Spiritual Lessons From The Amazing St. Peter’s University Basketball Team
Surprise victories by the St. Peter’s Peacocks men’s basketball team over better-known, better-funded, more physically-imposing opponents have injected a needed ray of hope into a nation wearied by multiple crises. The spirit and grit of this team doesn’t surprise alumni like me of this “little university” on a noisy intersection in Jersey City, N.J. — a city that’s known its own cycles of blight and rebirth.

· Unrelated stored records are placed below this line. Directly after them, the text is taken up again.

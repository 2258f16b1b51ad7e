//! The built-in formulations, looked up by name.

use strsim::jaro_winkler;
use sz_engine::Playable;
use sz_games::{CountToTen, GuessMyAge, Missionaries, RockPaperScissors, TicTacToe, TrivialWriting};

/// Minimum similarity for a "did you mean" suggestion.
const SUGGEST_THRESHOLD: f64 = 0.75;

/// One playable formulation.
pub struct Entry {
    /// Name used on the command line.
    pub key: &'static str,
    /// Other accepted names.
    pub aliases: &'static [&'static str],
    build: fn(Option<u64>) -> Box<dyn Playable>,
}

impl Entry {
    /// Construct the formulation, seeding its randomness if it has any.
    pub fn build(&self, seed: Option<u64>) -> Box<dyn Playable> {
        (self.build)(seed)
    }
}

fn count_to_ten(_: Option<u64>) -> Box<dyn Playable> {
    Box::new(CountToTen::new())
}

fn guess_my_age(seed: Option<u64>) -> Box<dyn Playable> {
    match seed {
        Some(seed) => Box::new(GuessMyAge::new().with_seed(seed)),
        None => Box::new(GuessMyAge::new()),
    }
}

fn missionaries(_: Option<u64>) -> Box<dyn Playable> {
    Box::new(Missionaries::new())
}

fn rock_paper_scissors(_: Option<u64>) -> Box<dyn Playable> {
    Box::new(RockPaperScissors::new())
}

fn tic_tac_toe(_: Option<u64>) -> Box<dyn Playable> {
    Box::new(TicTacToe::new())
}

fn trivial_writing(_: Option<u64>) -> Box<dyn Playable> {
    Box::new(TrivialWriting::new())
}

/// Every built-in formulation, in listing order.
pub const ENTRIES: &[Entry] = &[
    Entry {
        key: "count-to-ten",
        aliases: &["count"],
        build: count_to_ten,
    },
    Entry {
        key: "guess-my-age",
        aliases: &["gma", "guess"],
        build: guess_my_age,
    },
    Entry {
        key: "missionaries",
        aliases: &["mc", "missionaries-and-cannibals"],
        build: missionaries,
    },
    Entry {
        key: "rock-paper-scissors",
        aliases: &["rps"],
        build: rock_paper_scissors,
    },
    Entry {
        key: "tic-tac-toe",
        aliases: &["ttt"],
        build: tic_tac_toe,
    },
    Entry {
        key: "trivial-writing",
        aliases: &["writing", "trivial-writing-game"],
        build: trivial_writing,
    },
];

/// Lowercase, with spaces and underscores read as hyphens.
fn normalize(name: &str) -> String {
    name.trim()
        .to_lowercase()
        .chars()
        .map(|c| if c == ' ' || c == '_' { '-' } else { c })
        .collect()
}

/// Find a formulation by key or alias.
pub fn find(name: &str) -> Option<&'static Entry> {
    let name = normalize(name);
    ENTRIES
        .iter()
        .find(|e| e.key == name || e.aliases.contains(&name.as_str()))
}

/// The closest key to a name that matched nothing.
pub fn suggest(name: &str) -> Option<&'static str> {
    let name = normalize(name);
    let name = name.as_str();
    ENTRIES
        .iter()
        .flat_map(|e| {
            std::iter::once(e.key)
                .chain(e.aliases.iter().copied())
                .map(move |candidate| (e.key, jaro_winkler(name, candidate)))
        })
        .filter(|(_, score)| *score >= SUGGEST_THRESHOLD)
        .max_by(|a, b| a.1.partial_cmp(&b.1).unwrap_or(std::cmp::Ordering::Equal))
        .map(|(key, _)| key)
}

#[cfg(test)]
mod tests {
    use super::*;

    #[test]
    fn keys_and_aliases_resolve() {
        assert_eq!(find("tic-tac-toe").unwrap().key, "tic-tac-toe");
        assert_eq!(find("TTT").unwrap().key, "tic-tac-toe");
        assert_eq!(find("Guess_My_Age").unwrap().key, "guess-my-age");
        assert_eq!(find(" Trivial Writing Game ").unwrap().key, "trivial-writing");
        assert!(find("chess").is_none());
    }

    #[test]
    fn near_misses_get_suggestions() {
        assert_eq!(suggest("tic-tac-tow"), Some("tic-tac-toe"));
        assert_eq!(suggest("misionaries"), Some("missionaries"));
        assert_eq!(suggest("zzzz"), None);
    }

    #[test]
    fn every_entry_builds_a_valid_formulation() {
        for entry in ENTRIES {
            let game = entry.build(Some(1));
            game.role_spec().validate().unwrap();
            assert!(!game.summary().name.is_empty(), "{}", entry.key);
        }
    }

    #[test]
    fn keys_are_unique() {
        let mut names: Vec<_> = ENTRIES
            .iter()
            .flat_map(|e| std::iter::once(e.key).chain(e.aliases.iter().copied()))
            .collect();
        let total = names.len();
        names.sort_unstable();
        names.dedup();
        assert_eq!(names.len(), total);
    }
}
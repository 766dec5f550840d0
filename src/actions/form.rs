//! Submitted form fields.

use serde::Deserialize;
use std::collections::HashMap;

/// Key-value pairs submitted by an HTML form.
///
/// Missing keys read as the empty string.
#[derive(Debug, Clone, Default, PartialEq, Eq, Deserialize)]
#[serde(transparent)]
pub struct FormData(HashMap<String, String>);

impl FormData {
    /// Creates an empty form.
    #[must_use]
    pub fn new() -> Self {
        Self::default()
    }

    /// Adds or replaces a field.
    #[must_use]
    pub fn with_field(mut self, key: impl Into<String>, value: impl Into<String>) -> Self {
        self.0.insert(key.into(), value.into());
        self
    }

    /// Returns a field with surrounding whitespace removed.
    #[must_use]
    pub fn field(&self, key: &str) -> &str {
        self.raw(key).trim()
    }

    /// Reads a checkbox-style field.
    ///
    /// `true`, `on`, and `1` (any case) are set; everything else, including
    /// a missing key, is unset.
    #[must_use]
    pub fn flag(&self, key: &str) -> bool {
        ["true", "on", "1"]
            .iter()
            .any(|set| self.field(key).eq_ignore_ascii_case(set))
    }

    /// Returns a field exactly as submitted.
    #[must_use]
    pub fn raw(&self, key: &str) -> &str {
        self.0.get(key).map_or("", String::as_str)
    }
}

impl<K, V> FromIterator<(K, V)> for FormData
where
    K: Into<String>,
    V: Into<String>,
{
    fn from_iter<T: IntoIterator<Item = (K, V)>>(iter: T) -> Self {
        Self(
            iter.into_iter()
                .map(|(key, value)| (key.into(), value.into()))
                .collect(),
        )
    }
}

The St. Peter’s campus is one of asphalt, brick and steel with sturdy trees pushing through concrete sidewalks. The atmosphere encourages toughness, resilience. The university has been an anchor on John F. Kennedy Boulevard for 150 years, ever since Jesuit priests founded it to educate sons and daughters of largely European immigrants.
By the time I attended, the student body was comprised of the granddaughters and grandsons of immigrants. Our parents by and large earned their living doing tough labor. Today — as in my case — many St. Peter’s students are the first in their families to graduate from college. A significant portion of the current student body comes from the most recent wave of immigrant families.
Even the name of the university’s athletic facility— the “Run Baby Run Arena” — reflects the fact that St. Peter’s students always have known they must run harder and faster than their peers. The media has dubbed the Peacocks a “Cinderella” team. I prefer the moniker a friend gave to the team, and by extension the whole school: “The Little Engine That Could.”
St. Peter’s graduates have become significant figures in the fields of medicine, business, nursing, education, journalism and religion. I benefited from a superb writing program begun by the late James C. G. Conniff, a prolific non-fiction writer and St. Peter’s alumnus.
Over the decades, the university guarded its emphasis on the liberal arts as a way of forming compassionate, service-oriented graduates. I will be forever grateful for the opportunity to study Latin, Greek, philosophy, theology, music and art, and to spend a semester at the Sorbonne in Paris — something I was able to do with the help of a literary scholarship from the university.
Perhaps the most important takeaway from our St. Peter’s education comes from its Jesuit tradition. The order’s founder, St. Ignatius of Loyola, calls us to be “a person for others,” to seek the presence of God in every person, every experience.
The university motto, Ad majorem Dei gloriam (For the greater glory of God) reminds us that a well-paying job counts for little if our true goal is not working for the betterment of others.
No one knows how long the Peacocks’ tremendous run will last. They meet another formidable opponent Sunday afternoon. Still, there are both practical and spiritual takeaways from what this team already has accomplished.
Lesson Number 1: If there is some goal or aim we’ve been wanting to accomplish but feel it’s too hard, too high to even try, the example of the Peacocks tells us to think again. Likewise, if somewhere along the line we’ve been told we aren’t smart enough, talented enough, attractive enough, or rich enough, the lesson of the Peacocks is to think again.
I have a dream for the Peacock team members beyond this NCAA tournament. Of course, I’d like for them to go the whole distance. And I’m happy that lucrative endorsement opportunities are rolling their way. My hope, though, is that they will prove to be winners as well in the competition of compassion, in the marketplace of service.
May each player continue to model being “a person for others.” May that be our goal too. Ad majorem Dei gloriam.